**About this exercise:**
Word for word, please restate the lines from the beginning of the data through the line in which "pub struct BlockHeader" appears.

Collected data entries:
--------------------------------

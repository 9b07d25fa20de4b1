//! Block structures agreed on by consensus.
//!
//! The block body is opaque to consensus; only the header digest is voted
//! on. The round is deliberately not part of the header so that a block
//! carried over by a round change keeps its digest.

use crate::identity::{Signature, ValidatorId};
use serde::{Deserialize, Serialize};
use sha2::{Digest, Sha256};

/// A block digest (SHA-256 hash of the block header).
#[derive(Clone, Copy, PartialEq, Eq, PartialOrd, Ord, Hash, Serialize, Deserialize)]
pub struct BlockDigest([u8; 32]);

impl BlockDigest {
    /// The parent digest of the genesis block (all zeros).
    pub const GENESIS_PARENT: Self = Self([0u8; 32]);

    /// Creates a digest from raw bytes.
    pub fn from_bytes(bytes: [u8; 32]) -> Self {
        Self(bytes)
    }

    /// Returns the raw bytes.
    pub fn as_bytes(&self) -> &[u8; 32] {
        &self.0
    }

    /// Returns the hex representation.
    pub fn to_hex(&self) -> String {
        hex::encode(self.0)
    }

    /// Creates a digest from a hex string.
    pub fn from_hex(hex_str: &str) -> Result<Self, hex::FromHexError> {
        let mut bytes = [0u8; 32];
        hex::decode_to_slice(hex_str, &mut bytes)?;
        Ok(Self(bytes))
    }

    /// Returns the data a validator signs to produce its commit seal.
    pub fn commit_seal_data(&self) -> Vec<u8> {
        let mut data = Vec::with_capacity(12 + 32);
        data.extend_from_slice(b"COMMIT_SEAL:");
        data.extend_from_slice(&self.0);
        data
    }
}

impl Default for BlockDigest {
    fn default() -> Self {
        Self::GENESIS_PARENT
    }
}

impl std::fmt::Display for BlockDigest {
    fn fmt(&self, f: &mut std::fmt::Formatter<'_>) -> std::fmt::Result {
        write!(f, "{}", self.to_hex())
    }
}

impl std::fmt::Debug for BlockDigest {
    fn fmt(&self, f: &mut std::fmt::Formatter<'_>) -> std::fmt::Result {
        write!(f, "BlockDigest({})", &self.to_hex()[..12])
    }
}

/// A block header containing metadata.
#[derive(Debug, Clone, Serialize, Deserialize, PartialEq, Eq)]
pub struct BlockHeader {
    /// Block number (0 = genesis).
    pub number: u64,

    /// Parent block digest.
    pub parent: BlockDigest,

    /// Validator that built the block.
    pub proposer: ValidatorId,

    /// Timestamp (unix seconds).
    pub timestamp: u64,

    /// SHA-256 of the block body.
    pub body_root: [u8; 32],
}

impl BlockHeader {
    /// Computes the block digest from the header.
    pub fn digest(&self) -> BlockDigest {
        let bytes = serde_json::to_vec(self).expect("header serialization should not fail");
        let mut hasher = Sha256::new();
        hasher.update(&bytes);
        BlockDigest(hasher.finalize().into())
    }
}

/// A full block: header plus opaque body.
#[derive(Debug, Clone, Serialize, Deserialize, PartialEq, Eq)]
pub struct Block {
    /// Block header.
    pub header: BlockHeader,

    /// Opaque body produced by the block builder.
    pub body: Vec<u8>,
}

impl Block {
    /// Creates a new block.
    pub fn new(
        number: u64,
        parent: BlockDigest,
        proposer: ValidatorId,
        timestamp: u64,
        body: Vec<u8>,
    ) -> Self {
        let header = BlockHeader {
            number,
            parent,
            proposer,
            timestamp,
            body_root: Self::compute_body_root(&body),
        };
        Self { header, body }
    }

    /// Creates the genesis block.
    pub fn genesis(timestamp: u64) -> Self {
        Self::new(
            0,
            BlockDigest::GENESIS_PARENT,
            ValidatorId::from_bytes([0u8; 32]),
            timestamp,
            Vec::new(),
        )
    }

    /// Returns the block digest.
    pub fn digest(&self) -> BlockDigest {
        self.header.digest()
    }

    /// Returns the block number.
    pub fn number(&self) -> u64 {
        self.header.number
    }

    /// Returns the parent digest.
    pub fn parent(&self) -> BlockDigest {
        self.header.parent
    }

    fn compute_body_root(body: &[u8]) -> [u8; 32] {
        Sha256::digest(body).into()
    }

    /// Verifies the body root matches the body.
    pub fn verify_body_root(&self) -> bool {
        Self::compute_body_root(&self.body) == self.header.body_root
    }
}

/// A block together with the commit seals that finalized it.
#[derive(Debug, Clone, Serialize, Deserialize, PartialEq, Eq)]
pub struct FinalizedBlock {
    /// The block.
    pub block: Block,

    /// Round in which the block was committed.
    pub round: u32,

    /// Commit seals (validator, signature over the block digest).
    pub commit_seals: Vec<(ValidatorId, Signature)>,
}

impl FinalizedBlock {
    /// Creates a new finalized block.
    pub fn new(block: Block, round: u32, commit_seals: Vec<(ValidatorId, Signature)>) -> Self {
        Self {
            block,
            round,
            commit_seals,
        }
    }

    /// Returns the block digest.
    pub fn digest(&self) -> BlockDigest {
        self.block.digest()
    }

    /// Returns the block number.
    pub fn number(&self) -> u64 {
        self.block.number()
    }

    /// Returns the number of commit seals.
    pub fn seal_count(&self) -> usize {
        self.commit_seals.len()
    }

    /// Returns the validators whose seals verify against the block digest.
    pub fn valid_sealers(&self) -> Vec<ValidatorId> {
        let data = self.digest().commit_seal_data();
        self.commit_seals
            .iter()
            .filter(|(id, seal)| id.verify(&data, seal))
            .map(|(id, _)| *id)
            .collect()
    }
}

--------------------------------

**Reply:**
repository 9b07d25fa20de4b1
//! Block structures agreed on by consensus.
//!
//! The block body is opaque to consensus; only the header digest is voted
//! on. The round is deliberately not part of the header so that a block
//! carried over by a round change keeps its digest.

use crate::identity::{Signature, ValidatorId};
use serde::{Deserialize, Serialize};
use sha2::{Digest, Sha256};

/// A block digest (SHA-256 hash of the block header).
#[derive(Clone, Copy, PartialEq, Eq, PartialOrd, Ord, Hash, Serialize, Deserialize)]
pub struct BlockDigest([u8; 32]);

impl BlockDigest {
    /// The parent digest of the genesis block (all zeros).
    pub const GENESIS_PARENT: Self = Self([0u8; 32]);

    /// Creates a digest from raw bytes.
    pub fn from_bytes(bytes: [u8; 32]) -> Self {
        Self(bytes)
    }

    /// Returns the raw bytes.
    pub fn as_bytes(&self) -> &[u8; 32] {
        &self.0
    }

    /// Returns the hex representation.
    pub fn to_hex(&self) -> String {
        hex::encode(self.0)
    }

    /// Creates a digest from a hex string.
    pub fn from_hex(hex_str: &str) -> Result<Self, hex::FromHexError> {
        let mut bytes = [0u8; 32];
        hex::decode_to_slice(hex_str, &mut bytes)?;
        Ok(Self(bytes))
    }

    /// Returns the data a validator signs to produce its commit seal.
    pub fn commit_seal_data(&self) -> Vec<u8> {
        let mut data = Vec::with_capacity(12 + 32);
        data.extend_from_slice(b"COMMIT_SEAL:");
        data.extend_from_slice(&self.0);
        data
    }
}

impl Default for BlockDigest {
    fn default() -> Self {
        Self::GENESIS_PARENT
    }
}

impl std::fmt::Display for BlockDigest {
    fn fmt(&self, f: &mut std::fmt::Formatter<'_>) -> std::fmt::Result {
        write!(f, "{}", self.to_hex())
    }
}

impl std::fmt::Debug for BlockDigest {
    fn fmt(&self, f: &mut std::fmt::Formatter<'_>) -> std::fmt::Result {
        write!(f, "BlockDigest({})", &self.to_hex()[..12])
    }
}

/// A block header containing metadata.
#[derive(Debug, Clone, Serialize, Deserialize, PartialEq, Eq)]
pub struct BlockHeader {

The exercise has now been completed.